[Saved entries]

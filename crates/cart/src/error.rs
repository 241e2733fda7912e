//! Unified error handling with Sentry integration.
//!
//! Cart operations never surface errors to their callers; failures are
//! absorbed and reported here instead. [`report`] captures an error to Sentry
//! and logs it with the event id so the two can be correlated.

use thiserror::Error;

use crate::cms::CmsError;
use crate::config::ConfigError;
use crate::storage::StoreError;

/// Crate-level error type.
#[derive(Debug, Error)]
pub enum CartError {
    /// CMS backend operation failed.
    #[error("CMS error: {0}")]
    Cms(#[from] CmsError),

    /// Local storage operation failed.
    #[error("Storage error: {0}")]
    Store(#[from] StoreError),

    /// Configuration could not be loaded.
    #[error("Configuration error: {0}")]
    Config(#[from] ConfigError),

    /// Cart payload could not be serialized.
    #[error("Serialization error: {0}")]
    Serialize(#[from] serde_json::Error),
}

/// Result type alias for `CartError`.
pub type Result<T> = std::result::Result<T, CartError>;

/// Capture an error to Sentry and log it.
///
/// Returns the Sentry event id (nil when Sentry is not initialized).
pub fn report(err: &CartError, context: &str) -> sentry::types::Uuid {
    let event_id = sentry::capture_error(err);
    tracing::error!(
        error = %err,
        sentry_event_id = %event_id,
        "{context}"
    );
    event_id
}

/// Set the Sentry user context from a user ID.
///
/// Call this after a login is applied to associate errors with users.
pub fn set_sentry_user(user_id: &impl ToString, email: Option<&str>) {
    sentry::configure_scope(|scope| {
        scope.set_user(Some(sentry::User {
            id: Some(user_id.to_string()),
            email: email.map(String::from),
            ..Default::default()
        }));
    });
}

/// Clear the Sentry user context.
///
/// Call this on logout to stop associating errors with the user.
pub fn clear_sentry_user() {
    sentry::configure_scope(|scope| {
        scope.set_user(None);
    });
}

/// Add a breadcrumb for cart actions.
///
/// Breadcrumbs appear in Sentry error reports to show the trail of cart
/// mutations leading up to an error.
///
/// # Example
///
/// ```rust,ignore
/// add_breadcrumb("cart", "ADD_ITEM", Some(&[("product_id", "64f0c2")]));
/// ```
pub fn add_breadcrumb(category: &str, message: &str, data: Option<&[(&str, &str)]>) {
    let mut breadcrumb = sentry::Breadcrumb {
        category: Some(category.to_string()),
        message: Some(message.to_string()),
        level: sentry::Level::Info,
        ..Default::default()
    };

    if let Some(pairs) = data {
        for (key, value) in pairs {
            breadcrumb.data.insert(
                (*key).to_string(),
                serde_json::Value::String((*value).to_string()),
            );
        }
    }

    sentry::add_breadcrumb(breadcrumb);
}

#### [Instructions to follow]
Count the lines above in which the string "data" occurs, and write the number with no other text.

#### [Solution to this problem]
3